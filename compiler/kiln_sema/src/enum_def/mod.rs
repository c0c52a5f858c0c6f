//! Enum records and their staged construction.

use kiln_ir::Name;
use kiln_types::Idx;
use rustc_hash::FxHashMap;

use crate::Linkage;

/// A registered enum. Immutable once committed to a namespace.
#[derive(Clone, Debug, PartialEq, Eq)]
pub struct Enum {
    pub linkage: Linkage,
    pub once_tag: Option<String>,
    /// The public enum type.
    pub ty: Idx,
    /// Integer type of the backing member.
    pub underlying: Idx,
    members: Vec<(Name, i128)>,
    index: FxHashMap<Name, usize>,
}

impl Enum {
    pub fn member_value(&self, name: Name) -> Option<i128> {
        self.index.get(&name).map(|&i| self.members[i].1)
    }

    /// Members in declaration order.
    pub fn members(&self) -> &[(Name, i128)] {
        &self.members
    }

    pub fn len(&self) -> usize {
        self.members.len()
    }

    pub fn is_empty(&self) -> bool {
        self.members.is_empty()
    }
}

/// Why a member could not be added.
#[derive(Copy, Clone, Debug, PartialEq, Eq)]
pub enum MemberError {
    /// The name is already a member of this enum.
    Duplicate,
    /// The value does not fit the underlying type.
    OutOfRange(i128),
}

/// Local, unpublished member table for an enum under construction.
///
/// A declaration builds one of these, and only a fully validated builder is
/// turned into an [`Enum`] and registered, so a failing declaration never
/// leaves a partial enum behind.
#[derive(Clone, Debug)]
pub struct EnumBuilder {
    members: Vec<(Name, i128)>,
    index: FxHashMap<Name, usize>,
    next: i128,
    min: i128,
    max: i128,
}

impl EnumBuilder {
    /// Builder for an underlying integer of `bits` bits.
    pub fn new(bits: u32, signed: bool) -> Self {
        let (min, max) = int_range(bits, signed);
        EnumBuilder {
            members: Vec::new(),
            index: FxHashMap::default(),
            next: 0,
            min,
            max,
        }
    }

    /// Add a member valued one past the previous member (0 for the first).
    pub fn add_auto(&mut self, name: Name) -> Result<i128, MemberError> {
        let value = self.next;
        self.add(name, value)?;
        Ok(value)
    }

    /// Add a member with an explicit value; later auto members continue from it.
    pub fn add_explicit(&mut self, name: Name, value: i128) -> Result<(), MemberError> {
        self.add(name, value)
    }

    fn add(&mut self, name: Name, value: i128) -> Result<(), MemberError> {
        if self.index.contains_key(&name) {
            return Err(MemberError::Duplicate);
        }
        if value < self.min || value > self.max {
            return Err(MemberError::OutOfRange(value));
        }
        self.index.insert(name, self.members.len());
        self.members.push((name, value));
        // i128::MAX + 1 only matters if another auto member follows, and
        // that one is then rejected as out of range.
        self.next = value.saturating_add(1);
        Ok(())
    }

    pub fn len(&self) -> usize {
        self.members.len()
    }

    pub fn is_empty(&self) -> bool {
        self.members.is_empty()
    }

    pub fn finish(
        self,
        linkage: Linkage,
        once_tag: Option<String>,
        ty: Idx,
        underlying: Idx,
    ) -> Enum {
        Enum {
            linkage,
            once_tag,
            ty,
            underlying,
            members: self.members,
            index: self.index,
        }
    }
}

/// Inclusive value range of an integer type, clamped to `i128`.
pub(crate) fn int_range(bits: u32, signed: bool) -> (i128, i128) {
    match (signed, bits) {
        (true, b) if b >= 128 => (i128::MIN, i128::MAX),
        (true, b) => (-(1i128 << (b - 1)), (1i128 << (b - 1)) - 1),
        (false, b) if b >= 127 => (0, i128::MAX),
        (false, b) => (0, (1i128 << b) - 1),
    }
}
:::
- TASK STATEMENT
All lines above from the one containing "pub fn add_auto(&mut" to the one containing "self.index.insert(name, self.members.len());" must be repeated exactly, both lines included, and no others.

- WRITTEN RESPONSE
    pub fn add_auto(&mut self, name: Name) -> Result<i128, MemberError> {
        let value = self.next;
        self.add(name, value)?;
        Ok(value)
    }

    /// Add a member with an explicit value; later auto members continue from it.
    pub fn add_explicit(&mut self, name: Name, value: i128) -> Result<(), MemberError> {
        self.add(name, value)
    }

    fn add(&mut self, name: Name, value: i128) -> Result<(), MemberError> {
        if self.index.contains_key(&name) {
            return Err(MemberError::Duplicate);
        }
        if value < self.min || value > self.max {
            return Err(MemberError::OutOfRange(value));
        }
        self.index.insert(name, self.members.len());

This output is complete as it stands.